People disappear all the time and this book only holds a small fraction of those who have disappeared without a trace. It’s a bit terrifying to think that someone you know could just walk out the door and never be heard from again.
What I liked
I love mysterious and unexplained things. Some of it I call “woo-woo,” but none of this is woo-woo. Where did these people go? In the case of Michael Rockefeller, he probably drowned, but what about everyone else? Did somebody murder them? Did they go live other lives in secret? Did someone brain wash them into a cult? Amelia Earhart is a woman we have wondered about for years and now there’s a good chance she was eaten by giant crabs. Nice huh?

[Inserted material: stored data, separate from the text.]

//! Anonymizer - policy-driven event anonymization
//!
//! The main entry point for anon-core, handling:
//! - Streaming anonymization of alarm events
//! - Policy table validation
//! - Per-event triple resolution for debugging policies
//! - Audit log verification

use anon_core::audit::{verify_log, AuditContext, AuditError, AuditLog};
use anon_core::config::{
    load_config, load_policy_file, ConfigError, ConfigOptions, OutputFormat, PseudonymChoice,
};
use anon_core::exit_codes::ExitCode;
use anon_core::ingest::{
    process_parallel, AuditSink, CountingAcknowledger, EventSink, EventSource, IngestError,
    OutputSink,
};
use anon_core::logging::{generate_run_id, init_logging, LogConfig, LogFormat, LogLevel};
use anon_redact::{
    AnonError, Event, PolicyStore, PseudonymStrategy, Pseudonymizer, RedactionEngine, Scope,
};
use clap::{Args, Parser, Subcommand};
use serde_json::json;
use std::fs::File;
use std::io::{BufWriter, Write};
use std::path::PathBuf;
use std::sync::Arc;
use tracing::info;

/// Anonymizer - rewrites sensitive fields of alarm events according to a policy table
#[derive(Parser)]
#[command(name = "anon-core")]
#[command(author, version, about, long_about = None)]
#[command(propagate_version = true)]
struct Cli {
    #[command(subcommand)]
    command: Commands,

    #[command(flatten)]
    global: GlobalOpts,
}

/// Global options available to all commands
#[derive(Args, Debug)]
struct GlobalOpts {
    /// Service configuration file (TOML)
    #[arg(long, global = true, env = "ANON_CONFIG")]
    config: Option<PathBuf>,

    /// Increase verbosity (-v, -vv)
    #[arg(short, long, global = true, action = clap::ArgAction::Count)]
    verbose: u8,

    /// Only log errors
    #[arg(short, long, global = true)]
    quiet: bool,

    /// Log format on stderr (human or jsonl)
    #[arg(long, global = true)]
    log_format: Option<LogFormat>,
}

#[derive(Subcommand)]
enum Commands {
    /// Anonymize a stream of events (JSON Lines)
    Run(RunArgs),

    /// Load, validate and compile a policy table
    Check(CheckArgs),

    /// Show the redaction triples that would apply to one event
    Resolve(ResolveArgs),

    /// Verify the hash chain of an audit log
    VerifyAudit(VerifyAuditArgs),
}

#[derive(Args, Debug)]
struct RunArgs {
    /// Policy table (JSON)
    #[arg(long)]
    policies: Option<PathBuf>,

    /// Organization scope, or "all"
    #[arg(long)]
    scope: Option<String>,

    /// Input file (default: stdin)
    #[arg(long)]
    input: Option<PathBuf>,

    /// Output file (default: stdout)
    #[arg(long)]
    output: Option<PathBuf>,

    /// Audit log location
    #[arg(long, conflicts_with = "no_audit")]
    audit_log: Option<PathBuf>,

    /// Do not write an audit log
    #[arg(long)]
    no_audit: bool,

    /// Output document format
    #[arg(long, value_enum)]
    format: Option<OutputFormat>,

    /// Pseudonym strategy for organizations
    #[arg(long, value_enum)]
    pseudonym: Option<PseudonymChoice>,

    /// Worker threads
    #[arg(long, short = 'j')]
    jobs: Option<usize>,
}

#[derive(Args, Debug)]
struct CheckArgs {
    /// Policy table (JSON)
    #[arg(long)]
    policies: PathBuf,
}

#[derive(Args, Debug)]
struct ResolveArgs {
    /// Policy table (JSON)
    #[arg(long)]
    policies: PathBuf,

    /// Organization scope, or "all"
    #[arg(long)]
    scope: String,

    /// Event file (bare event or AlarmEvent envelope)
    #[arg(long)]
    event: PathBuf,

    /// Pseudonym strategy for organizations
    #[arg(long, value_enum)]
    pseudonym: Option<PseudonymChoice>,
}

#[derive(Args, Debug)]
struct VerifyAuditArgs {
    /// Audit log file
    file: PathBuf,
}

fn main() {
    let cli = Cli::parse();

    let cli_level = LogLevel::from_verbosity(cli.global.quiet, cli.global.verbose);
    init_logging(&LogConfig::from_env(cli_level, cli.global.log_format));

    let exit_code = match &cli.command {
        Commands::Run(args) => run_anonymize(&cli.global, args),
        Commands::Check(args) => run_check(args),
        Commands::Resolve(args) => run_resolve(args),
        Commands::VerifyAudit(args) => run_verify_audit(args),
    };

    std::process::exit(exit_code.as_i32());
}

fn run_anonymize(global: &GlobalOpts, args: &RunArgs) -> ExitCode {
    let options = ConfigOptions {
        config_path: global.config.clone(),
        policies: args.policies.clone(),
        scope: args.scope.clone(),
        pseudonym: args.pseudonym,
        audit_log: args.audit_log.clone(),
        no_audit: args.no_audit,
        format: args.format,
        jobs: args.jobs,
    };

    let config = match load_config(&options) {
        Ok(config) => config,
        Err(e) => return output_error("run", &e, config_exit_code(&e)),
    };

    let run_id = generate_run_id();
    let snapshot = config.snapshot();
    info!(
        run_id = %run_id,
        scope = %snapshot.scope,
        policies = snapshot.policy_count,
        policy_hash = %snapshot.policies_hash,
        pseudonym = %snapshot.pseudonym,
        format = %snapshot.output_format,
        jobs = snapshot.jobs,
        "starting anonymization run"
    );

    let engine = match RedactionEngine::new(config.table, Pseudonymizer::new(config.pseudonym)) {
        Ok(engine) => Arc::new(engine),
        Err(e) => return output_error("run", &e, anon_exit_code(&e)),
    };

    let source = match &args.input {
        Some(path) => match EventSource::open(path) {
            Ok(source) => source,
            Err(e) => return output_error("run", &e, ingest_exit_code(&e)),
        },
        None => EventSource::stdin(),
    };

    let writer: Box<dyn Write> = match &args.output {
        Some(path) => match File::create(path) {
            Ok(file) => Box::new(BufWriter::new(file)),
            Err(e) => {
                let message = format!("failed to create {}: {}", path.display(), e);
                return output_error("run", &message, ExitCode::IoError);
            }
        },
        None => Box::new(BufWriter::new(std::io::stdout())),
    };
    let mut output = OutputSink::new(writer, config.output_format);

    let mut audit = match &config.audit_path {
        Some(path) => match AuditLog::open(path.as_path()) {
            Ok(log) => {
                let ctx = AuditContext::new(run_id.clone(), config.scope.to_string())
                    .with_policy_hash(config.policies_hash.clone());
                Some(AuditSink::new(log, ctx))
            }
            Err(e) => return output_error("run", &e, audit_exit_code(&e)),
        },
        None => None,
    };

    let mut sinks: Vec<&mut dyn EventSink> = Vec::with_capacity(2);
    sinks.push(&mut output);
    if let Some(audit) = audit.as_mut() {
        sinks.push(audit);
    }

    let mut ack = CountingAcknowledger::new();
    match process_parallel(engine, &config.scope, source, config.jobs, &mut sinks, &mut ack) {
        Ok(summary) => {
            info!(
                run_id = %run_id,
                anonymized = summary.anonymized,
                rejected = summary.rejected,
                "anonymization run complete"
            );
            if ack.has_rejections() {
                ExitCode::PartialReject
            } else {
                ExitCode::Clean
            }
        }
        Err(e) => output_error("run", &e, ingest_exit_code(&e)),
    }
}

fn run_check(args: &CheckArgs) -> ExitCode {
    let (table, hash) = match load_policy_file(&args.policies) {
        Ok(loaded) => loaded,
        Err(e) => return output_error("check", &e, config_exit_code(&e)),
    };

    let names: Vec<String> = table.names().into_iter().map(str::to_string).collect();
    let store = match PolicyStore::new(table) {
        Ok(store) => store,
        Err(e) => return output_error("check", &e, anon_exit_code(&e)),
    };

    print_json(&json!({
        "status": "ok",
        "policies_path": args.policies,
        "policy_hash": hash,
        "policy_count": store.len(),
        "policies": names,
    }));
    ExitCode::Clean
}

fn run_resolve(args: &ResolveArgs) -> ExitCode {
    let (table, _) = match load_policy_file(&args.policies) {
        Ok(loaded) => loaded,
        Err(e) => return output_error("resolve", &e, config_exit_code(&e)),
    };

    let strategy = args
        .pseudonym
        .map(PseudonymChoice::strategy)
        .unwrap_or_else(PseudonymStrategy::default);
    let engine = match RedactionEngine::new(table, Pseudonymizer::new(strategy)) {
        Ok(engine) => engine,
        Err(e) => return output_error("resolve", &e, anon_exit_code(&e)),
    };

    let content = match std::fs::read_to_string(&args.event) {
        Ok(content) => content,
        Err(e) => {
            let message = format!("failed to read {}: {}", args.event.display(), e);
            return output_error("resolve", &message, ExitCode::IoError);
        }
    };
    let event = match serde_json::from_str(&content).and_then(Event::unwrap_envelope) {
        Ok(event) => event,
        Err(e) => {
            let message = format!("malformed event in {}: {}", args.event.display(), e);
            return output_error("resolve", &message, ExitCode::ArgsError);
        }
    };

    let scope = Scope::parse(&args.scope);
    let triples = engine.resolve(&event, &scope);

    print_json(&json!({
        "status": "ok",
        "scope": scope.to_string(),
        "organization": event.organization(),
        "triples": triples,
    }));
    ExitCode::Clean
}

fn run_verify_audit(args: &VerifyAuditArgs) -> ExitCode {
    match verify_log(&args.file) {
        Ok(result) => {
            let is_valid = result.is_valid;
            let status = if is_valid { "ok" } else { "tampered" };
            print_json(&json!({
                "status": status,
                "path": args.file,
                "result": result,
            }));
            if is_valid {
                ExitCode::Clean
            } else {
                ExitCode::AuditIntegrityError
            }
        }
        Err(e) => output_error("verify-audit", &e, audit_exit_code(&e)),
    }
}

fn config_exit_code(error: &ConfigError) -> ExitCode {
    if error.is_policy_error() {
        return ExitCode::PolicyError;
    }
    match error {
        ConfigError::Missing { .. } => ExitCode::ArgsError,
        ConfigError::Io { .. } | ConfigError::Policy { .. } => ExitCode::IoError,
        ConfigError::NotFound { .. } | ConfigError::Parse { .. } | ConfigError::AuditPath(_) => {
            ExitCode::ConfigError
        }
    }
}

fn anon_exit_code(error: &AnonError) -> ExitCode {
    match error {
        AnonError::Io(_) => ExitCode::IoError,
        AnonError::Json(_) | AnonError::Configuration { .. } | AnonError::PolicyCompilation { .. } => {
            ExitCode::PolicyError
        }
    }
}

fn audit_exit_code(error: &AuditError) -> ExitCode {
    match error {
        AuditError::Parse { .. } => ExitCode::AuditIntegrityError,
        AuditError::DataDirUnavailable => ExitCode::ConfigError,
        AuditError::Io { .. } => ExitCode::IoError,
        AuditError::Serialization { .. } => ExitCode::InternalError,
    }
}

fn ingest_exit_code(error: &IngestError) -> ExitCode {
    match error {
        IngestError::Serialization(_) => ExitCode::InternalError,
        IngestError::Audit(e) => audit_exit_code(e),
        IngestError::Open { .. } | IngestError::Read { .. } | IngestError::Write(_) => {
            ExitCode::IoError
        }
    }
}

fn output_error(command: &str, error: &dyn std::fmt::Display, exit_code: ExitCode) -> ExitCode {
    let response = json!({
        "status": "error",
        "command": command,
        "generated_at": chrono::Utc::now().to_rfc3339(),
        "error": {
            "code": exit_code.as_i32(),
            "kind": exit_code.code_name(),
            "message": error.to_string(),
        }
    });
    match serde_json::to_string_pretty(&response) {
        Ok(text) => eprintln!("{}", text),
        Err(_) => eprintln!("{} failed: {}", command, error),
    }
    exit_code
}

fn print_json(value: &serde_json::Value) {
    match serde_json::to_string_pretty(value) {
        Ok(text) => println!("{}", text),
        Err(e) => eprintln!("failed to render output: {}", e),
    }
}
//! Anonymization actions and type hints.

use serde::{Deserialize, Serialize};

/// Action named by a policy's `ACTION` field.
///
/// A policy without an action runs in explicit mode, using its own
/// `VRE`/`SRE` pair.
#[derive(Debug, Clone, Copy, PartialEq, Eq, Hash, Serialize, Deserialize)]
#[serde(rename_all = "snake_case")]
pub enum Action {
    /// Replace the value with a fixed mask.
    Suppression,
    /// Coarsen the value (partial IP, generic organization label).
    Generalization,
    /// Replace the value with a stable organization pseudonym.
    #[serde(rename = "pseudonimization", alias = "pseudonymization")]
    Pseudonymization,
}

impl Action {
    /// Parse an action from its policy-file spelling.
    pub fn parse_str(s: &str) -> Option<Self> {
        match s {
            "suppression" => Some(Action::Suppression),
            "generalization" => Some(Action::Generalization),
            "pseudonimization" | "pseudonymization" => Some(Action::Pseudonymization),
            _ => None,
        }
    }
}

impl std::fmt::Display for Action {
    fn fmt(&self, f: &mut std::fmt::Formatter<'_>) -> std::fmt::Result {
        let s = match self {
            Action::Suppression => "suppression",
            Action::Generalization => "generalization",
            Action::Pseudonymization => "pseudonimization",
        };
        write!(f, "{}", s)
    }
}

/// Qualifier refining what an action does (`TYPE`).
#[derive(Debug, Clone, Copy, PartialEq, Eq, Hash, Serialize, Deserialize)]
#[serde(rename_all = "snake_case")]
pub enum TypeHint {
    /// Dotted-quad IPv4 address.
    IpAddress,
    /// Organization identifier.
    Organization,
}

impl TypeHint {
    pub fn parse_str(s: &str) -> Option<Self> {
        match s {
            "ip_address" => Some(TypeHint::IpAddress),
            "organization" => Some(TypeHint::Organization),
            _ => None,
        }
    }
}

impl std::fmt::Display for TypeHint {
    fn fmt(&self, f: &mut std::fmt::Formatter<'_>) -> std::fmt::Result {
        let s = match self {
            TypeHint::IpAddress => "ip_address",
            TypeHint::Organization => "organization",
        };
        write!(f, "{}", s)
    }
}
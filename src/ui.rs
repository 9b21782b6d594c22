//! Terminal output: the interactive status line and the `--status` report.

use crate::app::App;
use anyhow::{Context, Result};
use chrono::{DateTime, Local, Utc};
use serde::Serialize;
use singlebell::LeaseRecord;
use singlebell::lease::Lease;
use std::time::Duration;

/// Key bindings shown on start and with `h`.
pub fn help_text() -> &'static str {
    "u  enable sound (needed once per terminal)\r\n\
     p  start the alert\r\n\
     s  silence the alert everywhere\r\n\
     h  toggle this help\r\n\
     q  quit\r\n"
}

/// One-line summary of this process.
pub fn render_status_line(app: &App) -> String {
    let status = app.coordinator.status();
    let sound = if status.unlocked { "sound on" } else { "sound locked" };
    let holder = match &status.holder {
        Some(_) if status.holds_lease() => "ringing here".to_string(),
        Some(h) => format!("ringing in {}", short_id(h.owner_id.as_str())),
        None => "quiet".to_string(),
    };
    let active = if app.is_active_tab() { " | active" } else { "" };

    let mut line = format!(
        "[{}] {} | {} | {}{}",
        short_id(status.owner.as_str()),
        status.state,
        sound,
        holder,
        active
    );
    if let Some(message) = &app.message {
        line.push_str(" | ");
        line.push_str(message);
    }
    line
}

/// First block of a uuid is plenty to tell processes apart on screen.
fn short_id(id: &str) -> &str {
    id.split('-').next().unwrap_or(id)
}

/// A lease as shown to humans and scripts.
#[derive(Debug, Serialize)]
pub struct LeaseView {
    pub key: String,
    pub owner_id: String,
    pub acquired_at: String,
    pub age: String,
    pub fresh: bool,
}

impl LeaseView {
    fn from_record(lease: &Lease, record: &LeaseRecord) -> Self {
        let age_ms = record.age_ms(lease.now_ms()).max(0) as u64;
        // Round to whole milliseconds; humantime would otherwise print nanos.
        let age = Duration::from_millis(age_ms);
        Self {
            key: lease.key().to_string(),
            owner_id: record.owner_id.to_string(),
            acquired_at: DateTime::<Utc>::from_timestamp_millis(record.acquired_at)
                .map(|t| t.to_rfc3339())
                .unwrap_or_else(|| record.acquired_at.to_string()),
            age: humantime::format_duration(age).to_string(),
            fresh: lease.is_fresh(record),
        }
    }
}

/// Snapshot of both leases.
#[derive(Debug, Serialize)]
pub struct StatusReport {
    pub generated_at: String,
    pub playback: Option<LeaseView>,
    pub active_tab: Option<LeaseView>,
}

impl StatusReport {
    pub fn collect(playback: &Lease, active_tab: &Lease) -> Self {
        let view = |lease: &Lease| lease.current().map(|r| LeaseView::from_record(lease, &r));
        Self {
            generated_at: Local::now().to_rfc3339(),
            playback: view(playback),
            active_tab: view(active_tab),
        }
    }
}

/// Render the report for `--status`.
pub fn render_report(report: &StatusReport, json: bool) -> Result<String> {
    if json {
        return serde_json::to_string_pretty(report).context("Failed to serialize status");
    }

    let mut output = String::new();
    output.push_str(&format!(
        "=== SINGLEBELL {} ===\n",
        Local::now().format("%Y-%m-%d %H:%M:%S")
    ));
    output.push_str(&format!(
        "{:<12} {:<38} {:>12} {:>6}\n",
        "LEASE", "OWNER", "AGE", "FRESH"
    ));
    output.push_str(&format!("{}\n", "-".repeat(71)));

    for (label, view) in [("playback", &report.playback), ("active", &report.active_tab)] {
        match view {
            Some(v) => output.push_str(&format!(
                "{:<12} {:<38} {:>12} {:>6}\n",
                label,
                v.owner_id,
                v.age,
                if v.fresh { "yes" } else { "no" }
            )),
            None => output.push_str(&format!("{:<12} {:<38} {:>12} {:>6}\n", label, "-", "-", "-")),
        }
    }

    Ok(output)
}
//! Alert coordination across processes.
//!
//! At most one process sounds the alert: a process must claim the playback
//! lease before it starts, and renews it on every burst. Any process may
//! silence every other one by publishing a stop on the bus, and clearing the
//! lease key doubles as a slower stop signal for processes without a bus.
//!
//! The lease is best effort. Two processes calling `play` in the same instant
//! can both start; whichever write lands first is overwritten, and its owner
//! backs off as soon as it observes the other owner's record.

use crate::bus::Bus;
use crate::channel::Inbox;
use crate::clock::Clock;
use crate::gate::UnlockGate;
use crate::lease::{Claim, Lease, PLAYBACK_LEASE_KEY, PLAYBACK_STALENESS, decode_record};
use crate::models::{BusMessage, LeaseRecord, OwnerId, PlayOutcome, PlaybackState};
use crate::store::{LockStore, StoreChange};
use crate::tone::{BurstHandle, ToneEngine, ToneSpec};
use std::sync::{Arc, Mutex, MutexGuard, Weak};
use std::time::Duration;
use tokio::task::JoinHandle;
use tokio::time::{Instant, MissedTickBehavior};
use tracing::{debug, info, warn};

/// Default time between bursts.
pub const DEFAULT_CADENCE: Duration = Duration::from_millis(2000);
/// Shortest accepted time between bursts.
pub const MIN_CADENCE: Duration = Duration::from_millis(100);

/// Coordinator settings.
#[derive(Debug, Clone)]
pub struct CoordinatorConfig {
    /// Time between bursts while playing
    pub cadence: Duration,
    /// Store key of the playback lease
    pub lease_key: String,
    /// Age after which a lease may be taken over
    pub staleness: Duration,
    pub tone: ToneSpec,
}

impl Default for CoordinatorConfig {
    fn default() -> Self {
        Self {
            cadence: DEFAULT_CADENCE,
            lease_key: PLAYBACK_LEASE_KEY.to_string(),
            staleness: PLAYBACK_STALENESS,
            tone: ToneSpec::default(),
        }
    }
}

/// Point-in-time view of a coordinator, for display.
#[derive(Debug, Clone)]
pub struct CoordinatorStatus {
    pub owner: OwnerId,
    pub state: PlaybackState,
    pub unlocked: bool,
    /// Fresh lease holder, if any
    pub holder: Option<LeaseRecord>,
}

impl CoordinatorStatus {
    pub fn holds_lease(&self) -> bool {
        self.holder.as_ref().is_some_and(|h| h.owner_id == self.owner)
    }
}

/// Per-process playback. Exists only while this process is sounding the alert.
struct PlaybackSession {
    cadence: Option<JoinHandle<()>>,
    bursts: Vec<BurstHandle>,
    /// Our last lease write reached the store.
    lease_written: bool,
}

impl PlaybackSession {
    fn tear_down(mut self) {
        if let Some(handle) = self.cadence.take() {
            handle.abort();
        }
        for burst in &mut self.bursts {
            burst.silence();
        }
    }
}

struct Inner {
    owner: OwnerId,
    gate: Arc<UnlockGate>,
    tone: ToneEngine,
    lease: Lease,
    store: Arc<dyn LockStore>,
    bus: Option<Arc<dyn Bus>>,
    cadence: Duration,
    session: Mutex<Option<PlaybackSession>>,
    listener: Mutex<Option<JoinHandle<()>>>,
}

fn lock<T>(m: &Mutex<T>) -> MutexGuard<'_, T> {
    m.lock().unwrap_or_else(|p| p.into_inner())
}

impl Inner {
    fn play_burst(&self) -> Option<BurstHandle> {
        let ctx = self.gate.context();
        self.tone.play_burst(ctx.as_deref())
    }

    /// Local half of `stop`: mute, clear the cadence, go idle. Announces nothing.
    fn silence(&self, reason: &str) -> bool {
        let session = lock(&self.session).take();
        match session {
            Some(session) => {
                session.tear_down();
                info!(owner = %self.owner, reason, "Alert silenced");
                true
            }
            None => false,
        }
    }

    /// One cadence tick. Returns `false` when the cadence should end.
    fn heartbeat(&self) -> bool {
        let mut session = lock(&self.session);
        let Some(active) = session.as_mut() else {
            return false;
        };

        match self.lease.lookup() {
            Ok(Some(holder)) if holder.owner_id != self.owner && self.lease.is_fresh(&holder) => {
                info!(owner = %self.owner, holder = %holder.owner_id, "Lease taken over, yielding");
                if let Some(s) = session.take() {
                    s.tear_down();
                }
                return false;
            }
            // Our record is gone: someone issued a stop we may not have been told about.
            Ok(None) if active.lease_written => {
                if let Some(s) = session.take() {
                    s.tear_down();
                }
                info!(owner = %self.owner, reason = "lease cleared elsewhere", "Alert silenced");
                return false;
            }
            Ok(_) => {}
            Err(e) => debug!(owner = %self.owner, "Lease unreadable, playing on: {}", e),
        }

        match self.play_burst() {
            Some(burst) => {
                active.bursts.retain_mut(|b| b.is_sounding());
                active.bursts.push(burst);
            }
            None => {
                warn!(owner = %self.owner, "Burst failed mid-alert, going idle");
                if let Some(s) = session.take() {
                    s.tear_down();
                }
                drop(session);
                self.lease.release_if_owner(&self.owner);
                return false;
            }
        }

        active.lease_written = self.lease.renew(&self.owner);
        debug!(owner = %self.owner, "Heartbeat");
        true
    }

    fn on_store_change(&self, change: StoreChange) {
        if change.key != self.lease.key() {
            return;
        }
        let foreign = match change.value.as_deref().and_then(decode_record) {
            // Events can arrive after a later write of ours; the store decides.
            Some(record) if record.owner_id != self.owner => self
                .lease
                .current()
                .is_none_or(|current| current.owner_id != self.owner),
            Some(_) => false,
            None => true,
        };
        if foreign {
            self.silence("lease changed elsewhere");
        }
    }
}

impl Drop for Inner {
    fn drop(&mut self) {
        if let Some(handle) = lock(&self.listener).take() {
            handle.abort();
        }
        if let Some(session) = lock(&self.session).take() {
            session.tear_down();
        }
    }
}

/// Coordinates the alert for one process. Cheap to clone.
#[derive(Clone)]
pub struct AlertCoordinator {
    inner: Arc<Inner>,
}

impl AlertCoordinator {
    pub fn new(
        config: CoordinatorConfig,
        gate: Arc<UnlockGate>,
        store: Arc<dyn LockStore>,
        bus: Option<Arc<dyn Bus>>,
        clock: Arc<dyn Clock>,
    ) -> Self {
        let owner = OwnerId::random();
        let lease = Lease::new(Arc::clone(&store), config.lease_key, config.staleness, clock);
        if config.cadence < MIN_CADENCE {
            warn!(cadence = ?config.cadence, "Cadence too short, using {:?}", MIN_CADENCE);
        }
        debug!(%owner, bus = bus.is_some(), "Coordinator created");
        Self {
            inner: Arc::new(Inner {
                owner,
                gate,
                tone: ToneEngine::new(config.tone),
                lease,
                store,
                bus,
                cadence: config.cadence.max(MIN_CADENCE),
                session: Mutex::new(None),
                listener: Mutex::new(None),
            }),
        }
    }

    /// Begin listening for stop signals. Must run inside a tokio runtime.
    pub fn start(&self) {
        let mut listener = lock(&self.inner.listener);
        if listener.is_some() {
            return;
        }
        let bus = self.inner.bus.as_ref().map(|b| b.subscribe());
        let store = self.inner.store.subscribe();
        *listener = Some(tokio::spawn(listen(Arc::downgrade(&self.inner), bus, store)));
        debug!(owner = %self.inner.owner, "Coordinator listening");
    }

    /// Start sounding the alert here, unless audio is locked or another
    /// process already is.
    pub fn play(&self) -> PlayOutcome {
        let inner = &self.inner;
        if !inner.gate.is_unlocked() {
            debug!(owner = %inner.owner, "Play blocked: audio locked");
            return PlayOutcome::BLOCKED;
        }

        if let Claim::HeldBy(holder) = inner.lease.claim(&inner.owner) {
            debug!(owner = %inner.owner, holder = %holder.owner_id, "Alert already sounding elsewhere");
            return PlayOutcome::OWNED_ELSEWHERE;
        }

        let mut session = lock(&inner.session);
        if session.is_some() {
            return PlayOutcome::PLAYING;
        }

        let Some(burst) = inner.play_burst() else {
            drop(session);
            inner.lease.release_if_owner(&inner.owner);
            warn!(owner = %inner.owner, "Play failed: audio engine refused burst");
            return PlayOutcome::BLOCKED;
        };

        let cadence = match tokio::runtime::Handle::try_current() {
            Ok(runtime) => Some(runtime.spawn(run_cadence(Arc::downgrade(inner), inner.cadence))),
            Err(_) => {
                warn!("No async runtime; alert will not repeat");
                None
            }
        };
        let lease_written = inner
            .lease
            .current()
            .is_some_and(|record| record.owner_id == inner.owner);
        *session = Some(PlaybackSession {
            cadence,
            bursts: vec![burst],
            lease_written,
        });
        info!(owner = %inner.owner, "Alert playing");
        PlayOutcome::PLAYING
    }

    /// Silence the alert in every process.
    pub fn stop(&self) {
        let inner = &self.inner;
        let was_playing = inner.silence("stop");
        let released = inner.lease.release_if_owner(&inner.owner);

        if let Some(bus) = &inner.bus {
            match bus.publish(BusMessage::StopAllSounds) {
                Ok(reached) => debug!(reached, "Stop broadcast"),
                Err(e) => warn!("Stop broadcast failed, relying on store: {}", e),
            }
        }
        // Processes without a bus see the key vanish.
        inner.lease.clear();
        info!(owner = %inner.owner, was_playing, released, "Stop issued");
    }

    pub fn is_playing(&self) -> bool {
        lock(&self.inner.session).is_some()
    }

    pub fn owner_id(&self) -> &OwnerId {
        &self.inner.owner
    }

    pub fn gate(&self) -> &Arc<UnlockGate> {
        &self.inner.gate
    }

    pub fn status(&self) -> CoordinatorStatus {
        CoordinatorStatus {
            owner: self.inner.owner.clone(),
            state: if self.is_playing() {
                PlaybackState::Playing
            } else {
                PlaybackState::Idle
            },
            unlocked: self.inner.gate.is_unlocked(),
            holder: self.inner.lease.holder(),
        }
    }

    /// Process teardown: go quiet, give up the lease, stop listening.
    /// Other processes are not told to stop.
    pub fn shutdown(&self) {
        let inner = &self.inner;
        if let Some(handle) = lock(&inner.listener).take() {
            handle.abort();
        }
        inner.silence("shutdown");
        inner.lease.release_if_owner(&inner.owner);
        debug!(owner = %inner.owner, "Coordinator shut down");
    }
}

async fn run_cadence(inner: Weak<Inner>, period: Duration) {
    let mut ticker = tokio::time::interval_at(Instant::now() + period, period);
    ticker.set_missed_tick_behavior(MissedTickBehavior::Delay);
    loop {
        ticker.tick().await;
        let Some(inner) = inner.upgrade() else {
            break;
        };
        if !inner.heartbeat() {
            break;
        }
    }
}

async fn listen(inner: Weak<Inner>, mut bus: Option<Inbox<BusMessage>>, mut store: Inbox<StoreChange>) {
    loop {
        let mut bus_closed = false;
        let next_message = async {
            match bus.as_mut() {
                Some(inbox) => inbox.recv().await,
                None => std::future::pending().await,
            }
        };

        tokio::select! {
            message = next_message => match message {
                Some(BusMessage::StopAllSounds) => {
                    let Some(inner) = inner.upgrade() else { break };
                    inner.silence("stop broadcast");
                }
                None => bus_closed = true,
            },
            change = store.recv() => match change {
                Some(change) => {
                    let Some(inner) = inner.upgrade() else { break };
                    inner.on_store_change(change);
                }
                None => break,
            },
        }

        if bus_closed {
            debug!("Bus closed; relying on store events");
            bus = None;
        }
    }
}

Books likes this serve several purposes. They educate us about our world. These prominent cases of missing people are part of history. These books entertain us. It’s a good thing to read about things that aren’t wrapped up in a nice little bow on the last page. It keeps us wondering and it keeps us thinking. These books also stay in our heads. They put little feelers out in our brains. Maybe, one day, one of us will see something that is a clue to one of these missing persons cases and it will help solve the case. This is why we have Unsolved Mysteries and other similar television shows on television. Those shows have helped find people and solve murders.
What I didn’t like
This book is pretty short and could have had more to it. It does belong to a series, so it’s not overly concerning in and of itself.
I would have liked more detail on some of the cases. A few of them I had heard of, the Beaumont children and the colony of Roanoke to be exact, and the other cases may have briefly flashed across my brain in my various readings.
This is all a bit spooky.
Do you think you could pull of disappearing yourself and living a secret identity in this day and age? Why or why not?
Do you think we’ll ever solve any of these mysteries?